About this task = Among the entries below, find the lines with the word "LoggingUtils" and return them.

Stored data
-- Opening Marker --

//! Payment request builder
//!
//! Required fields are validated once at construction and are immutable
//! afterwards. Optional fields are set through chained setters and always
//! serialize, so every rendering carries the same fourteen parameters in
//! the same order.
//!
//! A `PaymentRequest` has no internal synchronization; mutate it from one
//! place at a time.

use crate::domain::payments::{Amount, FormKind, PaymentParams, PaymentType};
use crate::infrastructure::rendering::{FormRenderer, Parameters, QueryRenderer};
use crate::infrastructure::Redirect;
use crate::shared::error::ValidationError;
use crate::shared::logging::LoggingUtils;
use crate::shared::validation::ValidationUtils;

/// Gateway confirmation endpoint
pub const QUICKPAY_ENDPOINT: &str = "https://money.yandex.ru/quickpay/confirm.xml";

/// Default submit button text for [`PaymentRequest::to_form`]
pub const DEFAULT_BUTTON_TEXT: &str = "Pay";

/// Default submit button CSS class for [`PaymentRequest::to_form`]
pub const DEFAULT_BUTTON_CLASS: &str = "button";

/// Boolean flags go on the wire as "1" for true and "" for false
fn flag(value: bool) -> String {
    if value { "1".to_string() } else { String::new() }
}

#[derive(Debug, Clone, PartialEq, Eq)]
pub struct PaymentRequest {
    endpoint: String,

    receiver: String,
    targets: String,
    sum: Amount,
    form: FormKind,
    payment_type: PaymentType,

    formcomment: String,
    short_dest: String,
    label: String,
    comment: String,
    success_url: String,
    need_fio: bool,
    need_email: bool,
    need_phone: bool,
    need_address: bool,
}

impl PaymentRequest {
    /// Shop form paid by bank card
    pub fn new<S>(
        receiver: impl Into<String>,
        targets: impl Into<String>,
        sum: S,
    ) -> Result<Self, ValidationError>
    where
        S: TryInto<Amount, Error = ValidationError>,
    {
        Self::with_kind(receiver, targets, sum, FormKind::default(), PaymentType::default())
    }

    /// Form kind and payment type given as their wire strings
    pub fn with_options<S>(
        receiver: impl Into<String>,
        targets: impl Into<String>,
        sum: S,
        form: &str,
        payment_type: &str,
    ) -> Result<Self, ValidationError>
    where
        S: TryInto<Amount, Error = ValidationError>,
    {
        let receiver = receiver.into();
        let targets = targets.into();
        ValidationUtils::validate_receiver(&receiver)?;
        ValidationUtils::validate_target(&targets)?;
        let sum = sum.try_into()?;
        let form = form.parse()?;
        let payment_type = payment_type.parse()?;
        Ok(Self::build(receiver, targets, sum, form, payment_type))
    }

    pub fn with_kind<S>(
        receiver: impl Into<String>,
        targets: impl Into<String>,
        sum: S,
        form: FormKind,
        payment_type: PaymentType,
    ) -> Result<Self, ValidationError>
    where
        S: TryInto<Amount, Error = ValidationError>,
    {
        let receiver = receiver.into();
        let targets = targets.into();
        ValidationUtils::validate_receiver(&receiver)?;
        ValidationUtils::validate_target(&targets)?;
        let sum = sum.try_into()?;
        Ok(Self::build(receiver, targets, sum, form, payment_type))
    }

    fn build(
        receiver: String,
        targets: String,
        sum: Amount,
        form: FormKind,
        payment_type: PaymentType,
    ) -> Self {
        LoggingUtils::log_payment_created(&receiver, &sum.to_string(), form.as_str(), payment_type.as_str());
        Self {
            endpoint: QUICKPAY_ENDPOINT.to_string(),
            receiver,
            targets,
            sum,
            form,
            payment_type,
            formcomment: String::new(),
            short_dest: String::new(),
            label: String::new(),
            comment: String::new(),
            success_url: String::new(),
            need_fio: false,
            need_email: false,
            need_phone: false,
            need_address: false,
        }
    }

    /// Point rendering at another gateway, e.g. a local mock
    pub fn set_endpoint(&mut self, endpoint: impl Into<String>) -> &mut Self {
        self.endpoint = endpoint.into();
        self
    }

    /// Payment name shown in the payer's history
    pub fn set_form_comment(&mut self, value: impl Into<String>) -> &mut Self {
        self.formcomment = value.into();
        self
    }

    /// Payment name shown on the confirmation page
    pub fn set_dest(&mut self, value: impl Into<String>) -> &mut Self {
        self.short_dest = value.into();
        self
    }

    /// Merchant's order or invoice reference, echoed back in the notification
    pub fn set_label(&mut self, value: impl Into<String>) -> &mut Self {
        self.label = value.into();
        self
    }

    pub fn set_comment(&mut self, value: impl Into<String>) -> &mut Self {
        self.comment = value.into();
        self
    }

    /// Where the payer lands after paying
    pub fn set_success_url(&mut self, value: impl Into<String>) -> &mut Self {
        self.success_url = value.into();
        self
    }

    pub fn set_need_fio(&mut self, value: bool) -> &mut Self {
        self.need_fio = value;
        self
    }

    pub fn set_need_email(&mut self, value: bool) -> &mut Self {
        self.need_email = value;
        self
    }

    pub fn set_need_phone(&mut self, value: bool) -> &mut Self {
        self.need_phone = value;
        self
    }

    pub fn set_need_address(&mut self, value: bool) -> &mut Self {
        self.need_address = value;
        self
    }

    pub fn endpoint(&self) -> &str {
        &self.endpoint
    }

    pub fn receiver(&self) -> &str {
        &self.receiver
    }

    pub fn targets(&self) -> &str {
        &self.targets
    }

    pub fn sum(&self) -> Amount {
        self.sum
    }

    pub fn form(&self) -> FormKind {
        self.form
    }

    pub fn payment_type(&self) -> PaymentType {
        self.payment_type
    }

    pub fn label(&self) -> &str {
        &self.label
    }

    /// All fourteen parameters in canonical order
    pub fn params(&self) -> Parameters {
        vec![
            ("receiver", self.receiver.clone()),
            ("targets", self.targets.clone()),
            ("sum", self.sum.to_string()),
            ("quickpay-form", self.form.as_str().to_string()),
            ("paymentType", self.payment_type.as_str().to_string()),
            ("formcomment", self.formcomment.clone()),
            ("short-dest", self.short_dest.clone()),
            ("label", self.label.clone()),
            ("comment", self.comment.clone()),
            ("successURL", self.success_url.clone()),
            ("need-fio", flag(self.need_fio)),
            ("need-email", flag(self.need_email)),
            ("need-phone", flag(self.need_phone)),
            ("need-address", flag(self.need_address)),
        ]
    }

    /// Payment link: endpoint plus the urlencoded parameters
    pub fn to_url(&self) -> String {
        let params = self.params();
        LoggingUtils::log_rendered("url", &self.endpoint, params.len());
        QueryRenderer::url(&self.endpoint, &params)
    }

    /// POST form with the default button text and class
    pub fn to_form(&self) -> String {
        self.to_form_with(DEFAULT_BUTTON_TEXT, DEFAULT_BUTTON_CLASS)
    }

    pub fn to_form_with(&self, button_text: &str, button_class: &str) -> String {
        let params = self.params();
        LoggingUtils::log_rendered("form", &self.endpoint, params.len());
        FormRenderer::render(&self.endpoint, &params, button_text, button_class)
    }

    /// Redirect for the host HTTP layer to send
    pub fn redirect(&self) -> Redirect {
        Redirect::new(self.to_url())
    }
}

impl TryFrom<PaymentParams> for PaymentRequest {
    type Error = ValidationError;

    fn try_from(params: PaymentParams) -> Result<Self, Self::Error> {
        params.check()?;

        let mut request = Self::with_options(
            params.receiver,
            params.targets,
            params.sum.as_str(),
            &params.form,
            &params.payment_type,
        )?;
        request
            .set_form_comment(params.formcomment)
            .set_dest(params.short_dest)
            .set_label(params.label)
            .set_comment(params.comment)
            .set_success_url(params.success_url)
            .set_need_fio(params.need_fio)
            .set_need_email(params.need_email)
            .set_need_phone(params.need_phone)
            .set_need_address(params.need_address);
        Ok(request)
    }
}
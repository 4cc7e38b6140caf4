//! Application layer - payment link building and callback verification
//!
//! This module contains the two services hosts interact with.

pub mod services;

pub use services::{NotificationVerifier, PaymentRequest};
//! HTML form rendering

use html_escape::encode_double_quoted_attribute as escape;

/// Renders parameters as a self-submitting POST form with hidden inputs
pub struct FormRenderer;

impl FormRenderer {
    /// Every interpolated value is escaped for a double-quoted attribute.
    pub fn render(
        endpoint: &str,
        params: &[(&'static str, String)],
        button_text: &str,
        button_class: &str,
    ) -> String {
        let mut html = format!("<form method=\"POST\" action=\"{}\">\n", escape(endpoint));
        for (name, value) in params {
            html.push_str(&format!(
                "    <input type=\"hidden\" name=\"{}\" value=\"{}\">\n",
                escape(name),
                escape(value)
            ));
        }
        html.push_str(&format!(
            "    <input type=\"submit\" class=\"{}\" value=\"{}\">\n",
            escape(button_class),
            escape(button_text)
        ));
        html.push_str("</form>");
        html
    }
}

-- Closing Marker --

Solution =
use crate::shared::logging::LoggingUtils;
        LoggingUtils::log_payment_created(&receiver, &sum.to_string(), form.as_str(), payment_type.as_str());
        LoggingUtils::log_rendered("url", &self.endpoint, params.len());
        LoggingUtils::log_rendered("form", &self.endpoint, params.len());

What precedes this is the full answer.